Ce cinéma -français, américain, italien, allemand, mondial, est mort de n’avoir pas compris l’époque, même s’il a réagi dans de gigantesques soubresauts certes spectaculaires mais déjà vu. Excès de reconstitutions poussées jusqu’à devenir de la pâtisserie industrielle, celle par exemple qui ne veut pas être confondu avec le cinéma “grand public“ et qui dépeint en fait de manière si prosaïque que la Violence et l’Amour sont les Amants de l’Histoire (1900, La reine Margot), la Richesse et la Pauvreté, ses cris ( Germinal, Proposition indécente). Surtout lorsque la douleur et la jouissance, l'enfance l’amour et le sexe se confondent d’un point de vue plastique ( Polanski, Lynch, les nuits fauves, la pianiste ).

Jusqu’où est-on allé dans ce genre de révélation basic ? Jusqu’où ira-t-on ?

Plus encore, la mécompréhension totale de ce que le mot radical veut dire a fait que l’on a masqué cet échec d’illustrer l’époque autrement que par des poncifs, en poussant le déréglement de la balance entre les pôles subjectif-objectif, art-vie, ancien-moderne, académisme-novation, jusqu’à l’absurde. Jusqu’à croire que ce déréglement suffisait pour comprendre artistiquement la civilisation urbaine mondiale caractérisée par la prolifération des images et dont l’épidémiologie hégémonique s’avère être de plus en plus celle-ci :

La vision plastique, par l’image de plus en plus parfaite, par l'image de plus en plus sale, par l'image de plus en plus parfaitement sordide, veut supplanter dans l’esthétique tout autre jugement. Doit-on y souscrire ?

Or la fonction de l’Art qui n’est pas seulement une fonction plastique mais aussi esthétique, métaphysique, ontologique, transcendantal en tout cas, se doit, semble-t-il, de critiquer également le sens de la forme montrée. C’est-à-dire doit démontrer que l’esthétique précède le plastique.

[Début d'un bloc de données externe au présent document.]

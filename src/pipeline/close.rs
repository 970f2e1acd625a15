//! Transform-initiated early termination.
//!
//! A pull-based source cannot be stopped instantly without either losing
//! output that is already buffered downstream or leaking the source's
//! underlying handle. A stage that wants to end the whole pipeline early
//! (a limit being reached, a mapper returning `Emit::End`) therefore runs
//! [`close_pipeline`], which performs, in order:
//!
//! 1. stop emitting: the stage drops its output sender, ending downstream;
//! 2. detach from the source: the stage drops its input receiver, so no new
//!    items are pulled;
//! 3. wait until the driver reports the pipeline drained, i.e. the terminal
//!    stage has processed everything already in flight and returned;
//! 4. destroy the source, which releases its resource and returns.
//!
//! The outcome is recorded here, as a [`CloseProtocol::requested_by`]
//! reason, and the driver maps it to success or to
//! [`Error::Closed`](crate::error::Error::Closed).

use std::sync::{Arc, Mutex};

use tokio::sync::mpsc::{Receiver, Sender};

use crate::pipeline::cancel::CancelToken;
use crate::pipeline::context::StageContext;

#[derive(Default)]
struct Inner {
    requested_by: Mutex<Option<&'static str>>,
    drained: CancelToken,
    source_destroyed: CancelToken,
}

/// Shared state of the close protocol for one pipeline run.
#[derive(Clone, Default)]
pub struct CloseProtocol {
    inner: Arc<Inner>,
}

impl CloseProtocol {
    pub fn new() -> Self {
        Self::default()
    }

    /// Record a close request. Only the first request is kept; returns
    /// whether this call was it.
    pub fn request(&self, stage: &'static str) -> bool {
        let mut slot = match self.inner.requested_by.lock() {
            Ok(guard) => guard,
            Err(poisoned) => poisoned.into_inner(),
        };
        if slot.is_some() {
            return false;
        }
        *slot = Some(stage);
        true
    }

    /// Stage that initiated the close, if any.
    pub fn requested_by(&self) -> Option<&'static str> {
        match self.inner.requested_by.lock() {
            Ok(guard) => *guard,
            Err(poisoned) => *poisoned.into_inner(),
        }
    }

    pub(crate) fn mark_drained(&self) {
        self.inner.drained.cancel();
    }

    pub fn is_drained(&self) -> bool {
        self.inner.drained.is_cancelled()
    }

    pub async fn drained(&self) {
        self.inner.drained.cancelled().await
    }

    pub fn destroy_source(&self) {
        self.inner.source_destroyed.cancel();
    }

    pub fn is_source_destroyed(&self) -> bool {
        self.inner.source_destroyed.is_cancelled()
    }

    /// Resolves once the source has been told to release its resources.
    pub async fn source_destroyed(&self) {
        self.inner.source_destroyed.cancelled().await
    }
}

/// Run the close protocol on behalf of `stage`.
///
/// Takes ownership of the stage's channel ends so that steps 1 and 2 are
/// enforced by the type system. When `ctx` carries no close protocol the
/// stage can only end downstream: it then keeps pulling and discarding its
/// input until upstream finishes, so the source is not stopped early.
pub async fn close_pipeline<I, O>(
    stage: &'static str,
    mut input: Receiver<I>,
    output: Sender<O>,
    ctx: &StageContext,
) where
    I: Send + 'static,
    O: Send + 'static,
{
    let Some(close) = ctx.close() else {
        drop(output);
        let mut discarded = 0u64;
        loop {
            tokio::select! {
                _ = ctx.cancel().cancelled() => break,
                msg = input.recv() => {
                    if msg.is_none() {
                        break;
                    }
                    discarded += 1;
                }
            }
        }
        tracing::debug!(event = "flowline.close.unwired", stage = stage, discarded = discarded, "flowline.close.unwired");
        return;
    };

    if !close.request(stage) {
        tracing::debug!(event = "flowline.close.duplicate", stage = stage, "flowline.close.duplicate");
    }

    drop(output);
    drop(input);
    tracing::debug!(event = "flowline.close.detached", stage = stage, "flowline.close.detached");

    tokio::select! {
        _ = ctx.cancel().cancelled() => {
            tracing::debug!(event = "flowline.cancelled", stage = stage, where_ = "close", "flowline.cancelled");
        }
        _ = close.drained() => {
            tracing::debug!(event = "flowline.close.drained", stage = stage, "flowline.close.drained");
        }
    }

    close.destroy_source();
    tracing::info!(event = "flowline.close.source_destroyed", stage = stage, "flowline.close.source_destroyed");
}

#[cfg(test)]
mod tests {
    use super::*;

    #[test]
    fn first_request_wins() {
        let close = CloseProtocol::new();
        assert!(close.request("limit"));
        assert!(!close.request("map"));
        assert_eq!(close.requested_by(), Some("limit"));
    }

    #[tokio::test]
    async fn destroy_fires_after_drain() {
        let close = CloseProtocol::new();
        let observer = close.clone();
        let waiter = tokio::spawn(async move {
            observer.source_destroyed().await;
            observer.is_drained()
        });

        close.mark_drained();
        close.destroy_source();
        assert!(waiter.await.unwrap());
    }
}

Prenons par exemple l’image parfaite/sordide d’une jouissance extrême comme dans les 120 jours... ou dans Portier de nuit.... ou encore celle de ce jeune SS dans la première image de Cabaret, eh bien, quand bien même seraient-elles troublantes, quand bien même serait—il racé, il y a, là, la tragédie même de l’Art écartelé entre son devenir plastique et le sens nécessairement humain à maintenir, à dé-limiter.
Il n'est donc point besoin de sombrer tel un bateau même pas ivre dans l’académisme et le rigorisme du négatif comme d’aucuns de la pseudo contre-culture voudrait nous le faire accroire en nous l'assénant sous forme de signes hots : ceux de la pseudo séduction : fabriquée sous paintbox comme le montre le zombi-queer de Marylin, Madonna , -mais sans la grandiloquence rigolote des dragqueen du Carnaval de Venise et d’ ailleurs à la recherche désespérée de la masculinité insolente symbole du modern blues qu'incarna un Brondo, mais aussi un Delon.

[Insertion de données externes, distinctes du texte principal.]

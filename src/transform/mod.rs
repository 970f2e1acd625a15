//! Single-stage transforms.

pub mod chunk;
pub mod limit;
pub mod map;
pub mod progress;
pub mod simple;
pub mod split;
pub mod tee;
pub mod throttle;
pub mod to_array;

pub use chunk::ChunkPipe;
pub use limit::{LimitPipe, OffsetPipe};
pub use map::{Emit, ErrorMode, MapPipe};
pub use progress::{ProgressHandle, ProgressPipe, ProgressStats};
pub use split::SplitPipe;
pub use tee::TeePipe;
pub use throttle::ThrottlePipe;
pub use to_array::ToArrayPipe;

Où sont les chefs d’oeuvres promis ? Où sont-ils disait autrefois Céline, le vrai, pas sa simulation actuelle au fume-cigarette volé à Rimbaud, sans oublier la lettre volée aussi, pas l'aigri non plus qui refuse la concurrence du Juif.

Où est l’ Apocalypse now français de la guerre d'Algérie ? L’Apocalypse Now de l’Irlande du nord ? L’Apocalypse Now soviétique? Qui montrera non pas ce qu'avoir des parents communistes ou fascistes veut dire mais ce que cela signifiait lorsque l’on était exclu du Parti dans les années 50-60, lorsque l’on perdait ses amis, son alter-ego, ses repères, au bord de la mort, sans avoir les bras de l’Abbé Pierre et Monseigneur Gaillot pour y pleurer ?

Seul le cinéma comique tient encore la route. Malgré ses zigzags.

D’aucuns se sont demandés pourquoi les Visiteurs ont marché ? Pourquoi Crocodile Dundee a marché ? Pourquoi Besson court ? Derrière son taxi plus que derrière Jeanne...néanmoins...Ou Amélie...

Peut-être grâce à cette tension entre l’ancien et le moderne dont la séparation s’avère en fait factice du point de vue de la permanence des rapports humains, et même ubuesque.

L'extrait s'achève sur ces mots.